#### AVAILABLE DATA
══════════

//! mcpkit Types - protocol values passed between targets and their callers
//!
//! Targets hand these values through untouched. The only field the core ever
//! reads is `Prompt::name`; everything else, including fields this crate does
//! not model, survives a deserialize/serialize cycle.

mod content;
mod prompts;
mod tools;

pub use content::*;
pub use prompts::*;
pub use tools::*;
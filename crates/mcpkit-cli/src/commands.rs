//! CLI commands

use clap::{Parser, Subcommand};
use serde_json::{Map, Value};
use std::collections::HashMap;
use std::path::PathBuf;

/// mcpkit - talk to any configured tool and prompt target
#[derive(Parser, Debug)]
#[command(name = "mcpkit")]
#[command(author, version, about, long_about = None)]
pub struct Cli {
    /// Configuration file (mcpkit.{jsonc,json,yml,yaml} is searched for if omitted)
    #[arg(short, long, global = true)]
    pub config: Option<PathBuf>,

    /// Print results as JSON
    #[arg(long, global = true)]
    pub json: bool,

    /// Log level, overriding the configuration file (RUST_LOG wins over both)
    #[arg(long, global = true)]
    pub log_level: Option<String>,

    #[command(subcommand)]
    pub command: Commands,
}

#[derive(Subcommand, Debug, Clone, PartialEq)]
pub enum Commands {
    /// List the tools the target offers
    Tools,

    /// Call a tool
    Call {
        /// Tool name
        tool: String,

        /// Tool arguments as a JSON object
        #[arg(long, value_parser = parse_json_object)]
        arguments: Option<Map<String, Value>>,
    },

    /// List the prompts the target offers
    Prompts,

    /// Render a prompt
    Prompt {
        /// Prompt name
        name: String,

        /// Prompt argument, repeatable
        #[arg(long = "arg", value_name = "KEY=VALUE", value_parser = parse_key_value)]
        args: Vec<(String, String)>,
    },
}

impl Commands {
    /// Prompt arguments as the target expects them; `None` when none were given
    pub fn prompt_arguments(args: &[(String, String)]) -> Option<HashMap<String, String>> {
        if args.is_empty() {
            None
        } else {
            Some(args.iter().cloned().collect())
        }
    }
}

fn parse_json_object(s: &str) -> Result<Map<String, Value>, String> {
    match serde_json::from_str::<Value>(s) {
        Ok(Value::Object(map)) => Ok(map),
        Ok(_) => Err("arguments must be a JSON object".to_string()),
        Err(e) => Err(format!("invalid JSON: {e}")),
    }
}

fn parse_key_value(s: &str) -> Result<(String, String), String> {
    match s.split_once('=') {
        Some((key, value)) if !key.is_empty() => Ok((key.to_string(), value.to_string())),
        _ => Err(format!("expected KEY=VALUE, got '{s}'")),
    }
}
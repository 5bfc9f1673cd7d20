mod engine;
mod error;
mod interpolation;

pub use engine::{EngineConstructor, PromptEngine, PromptEngineFactory};
pub use error::{EngineResult, PromptError};
pub use interpolation::{InterpolationPromptEngine, PromptTemplate};
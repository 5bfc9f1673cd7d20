//! Target error types

use mcpkit_prompts::PromptError;
use thiserror::Error;

use crate::mcp::McpClientError;

#[derive(Debug, Error)]
pub enum TargetError {
    #[error("target '{target}' is not initialized; call initialize() first")]
    NotInitialized { target: String },

    #[error("invalid target configuration: {0}")]
    Configuration(String),

    #[error("unknown target type: {kind}")]
    UnknownTargetType { kind: String },

    #[error("registry at {url} for target '{target}' is unreachable: {message}")]
    RegistryUnreachable {
        target: String,
        url: String,
        status: Option<u16>,
        message: String,
    },

    #[error("registry response for target '{target}' is invalid: {message}")]
    RegistryResponseInvalid { target: String, message: String },

    #[error("tool '{tool}' not found on target '{target}'")]
    ToolNotFound { target: String, tool: String },

    #[error("prompt '{prompt}' not found on target '{target}'")]
    PromptNotFound { target: String, prompt: String },

    #[error("tool '{tool}' on target '{target}' reported an error: {message}")]
    ToolFailed {
        target: String,
        tool: String,
        message: String,
    },

    #[error(transparent)]
    Prompt(#[from] PromptError),

    #[error(transparent)]
    Mcp(#[from] McpClientError),
}

impl TargetError {
    pub(crate) fn not_initialized(target: &str) -> Self {
        Self::NotInitialized {
            target: target.to_string(),
        }
    }

    /// Errors produced while resolving a registry target, as opposed to
    /// errors raised by the target it resolved to
    pub fn is_resolution_failure(&self) -> bool {
        matches!(
            self,
            Self::RegistryUnreachable { .. } | Self::RegistryResponseInvalid { .. }
        )
    }
}

/// Result type for target operations
pub type TargetResult<T> = Result<T, TargetError>;
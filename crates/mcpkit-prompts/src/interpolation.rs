//! Interpolation engine: literal `{placeholder}` substitution over a fixed
//! set of named templates.
//!
//! Template grammar:
//! - `{{` and `}}` render a literal brace
//! - `{ident}` is replaced by the argument named `ident`, where `ident` is
//!   `[A-Za-z_][A-Za-z0-9_]*`
//! - anything else between braces, an unclosed `{`, or a lone `}` is rejected
//!
//! Argument values are copied into the output as-is and never re-scanned, so a
//! value that itself looks like a template renders verbatim.

use indexmap::IndexMap;
use mcpkit_types::{Prompt, PromptMessage, PromptResult};
use serde::{Deserialize, Serialize};
use serde_json::Value;
use std::collections::HashMap;
use std::iter::Peekable;
use std::str::Chars;

use crate::{EngineResult, PromptEngine, PromptError};

/// A template as written in configuration: either the bare template string or
/// an object carrying it under `text`.
#[derive(Debug, Clone, PartialEq, Eq, Serialize, Deserialize)]
#[serde(untagged)]
pub enum PromptTemplate {
    Text(String),
    Structured { text: String },
}

impl PromptTemplate {
    pub fn as_str(&self) -> &str {
        match self {
            Self::Text(text) | Self::Structured { text } => text,
        }
    }

    fn into_string(self) -> String {
        match self {
            Self::Text(text) | Self::Structured { text } => text,
        }
    }
}

impl From<&str> for PromptTemplate {
    fn from(text: &str) -> Self {
        Self::Text(text.to_string())
    }
}

impl From<String> for PromptTemplate {
    fn from(text: String) -> Self {
        Self::Text(text)
    }
}

#[derive(Debug, Clone, Default)]
pub struct InterpolationPromptEngine {
    prompts: IndexMap<String, String>,
}

impl InterpolationPromptEngine {
    pub const KIND: &'static str = "interpolation";

    pub fn new<I, K, T>(prompts: I) -> Self
    where
        I: IntoIterator<Item = (K, T)>,
        K: Into<String>,
        T: Into<PromptTemplate>,
    {
        Self {
            prompts: prompts
                .into_iter()
                .map(|(name, template)| (name.into(), template.into().into_string()))
                .collect(),
        }
    }

    /// Build from `{"type": "interpolation", "prompts": {name: template, ...}}`.
    ///
    /// The templates are copied out of `config`; the engine keeps no reference
    /// to it.
    pub fn from_config(config: &Value) -> EngineResult<Self> {
        let prompts = config.get("prompts").ok_or_else(|| {
            PromptError::Configuration("configuration must include a 'prompts' parameter".to_string())
        })?;

        let prompts: IndexMap<String, PromptTemplate> = serde_json::from_value(prompts.clone())
            .map_err(|e| PromptError::Configuration(format!("invalid 'prompts' parameter: {e}")))?;

        Ok(Self::new(prompts))
    }

    pub fn template(&self, name: &str) -> Option<&str> {
        self.prompts.get(name).map(String::as_str)
    }

    /// Configured prompt names, in configuration order
    pub fn prompt_names(&self) -> impl Iterator<Item = &str> {
        self.prompts.keys().map(String::as_str)
    }

    pub fn len(&self) -> usize {
        self.prompts.len()
    }

    pub fn is_empty(&self) -> bool {
        self.prompts.is_empty()
    }
}

impl PromptEngine for InterpolationPromptEngine {
    fn kind(&self) -> &'static str {
        Self::KIND
    }

    fn generate(
        &self,
        target_name: &str,
        prompt: &Prompt,
        arguments: Option<&HashMap<String, String>>,
    ) -> EngineResult<PromptResult> {
        let template = self
            .template(&prompt.name)
            .ok_or_else(|| PromptError::PromptNotFound {
                prompt: prompt.name.clone(),
            })?;

        let empty = HashMap::new();
        let arguments = arguments.unwrap_or(&empty);
        let text = interpolate(&prompt.name, template, arguments)?;

        Ok(PromptResult {
            description: Some(format!(
                "Interpolated response for prompt '{}' from {}",
                prompt.name, target_name
            )),
            messages: vec![PromptMessage::user_text(text)],
        })
    }
}

fn interpolate(
    prompt_name: &str,
    template: &str,
    arguments: &HashMap<String, String>,
) -> EngineResult<String> {
    let mut output = String::with_capacity(template.len());
    let mut chars = template.chars().peekable();

    while let Some(ch) = chars.next() {
        match ch {
            '{' if next_is(&mut chars, '{') => output.push('{'),
            '}' if next_is(&mut chars, '}') => output.push('}'),
            '{' => {
                let field = read_field(prompt_name, &mut chars)?;
                let value = arguments
                    .get(&field)
                    .ok_or_else(|| PromptError::MissingArgument {
                        argument: field.clone(),
                        prompt: prompt_name.to_string(),
                    })?;
                output.push_str(value);
            }
            '}' => {
                return Err(malformed(
                    prompt_name,
                    "single '}' encountered in template".to_string(),
                ))
            }
            other => output.push(other),
        }
    }

    Ok(output)
}

/// Consume the next char when it equals `expected`
fn next_is(chars: &mut Peekable<Chars<'_>>, expected: char) -> bool {
    chars.next_if_eq(&expected).is_some()
}

/// Read a placeholder body up to its closing brace. Only bare identifiers are
/// accepted, so padding such as `{ name }` is malformed instead of naming an
/// argument called ` name `.
fn read_field(prompt_name: &str, chars: &mut Peekable<Chars<'_>>) -> EngineResult<String> {
    let mut field = String::new();
    loop {
        match chars.next() {
            Some('}') => break,
            Some(c) => field.push(c),
            None => {
                return Err(malformed(
                    prompt_name,
                    "expected '}' before end of template".to_string(),
                ))
            }
        }
    }

    if !is_identifier(&field) {
        return Err(malformed(
            prompt_name,
            format!("unsupported placeholder '{{{field}}}'"),
        ));
    }

    Ok(field)
}

fn is_identifier(name: &str) -> bool {
    let mut chars = name.chars();
    match chars.next() {
        Some(first) if first.is_ascii_alphabetic() || first == '_' => {
            chars.all(|c| c.is_ascii_alphanumeric() || c == '_')
        }
        _ => false,
    }
}

fn malformed(prompt_name: &str, message: String) -> PromptError {
    PromptError::InterpolationFailed {
        prompt: prompt_name.to_string(),
        message,
    }
}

══════════

#### DIRECTIONS FOR THIS TASK
Using the data above, print exactly the lines from the line that contains "mod engine;" through the line that contains "is not initialized;", with both included.

#### TASK SOLUTION
mod engine;
mod error;
mod interpolation;

pub use engine::{EngineConstructor, PromptEngine, PromptEngineFactory};
pub use error::{EngineResult, PromptError};
pub use interpolation::{InterpolationPromptEngine, PromptTemplate};
repository 5bfc9f1673cd7d20
//! Target error types

use mcpkit_prompts::PromptError;
use thiserror::Error;

use crate::mcp::McpClientError;

#[derive(Debug, Error)]
pub enum TargetError {
    #[error("target '{target}' is not initialized; call initialize() first")]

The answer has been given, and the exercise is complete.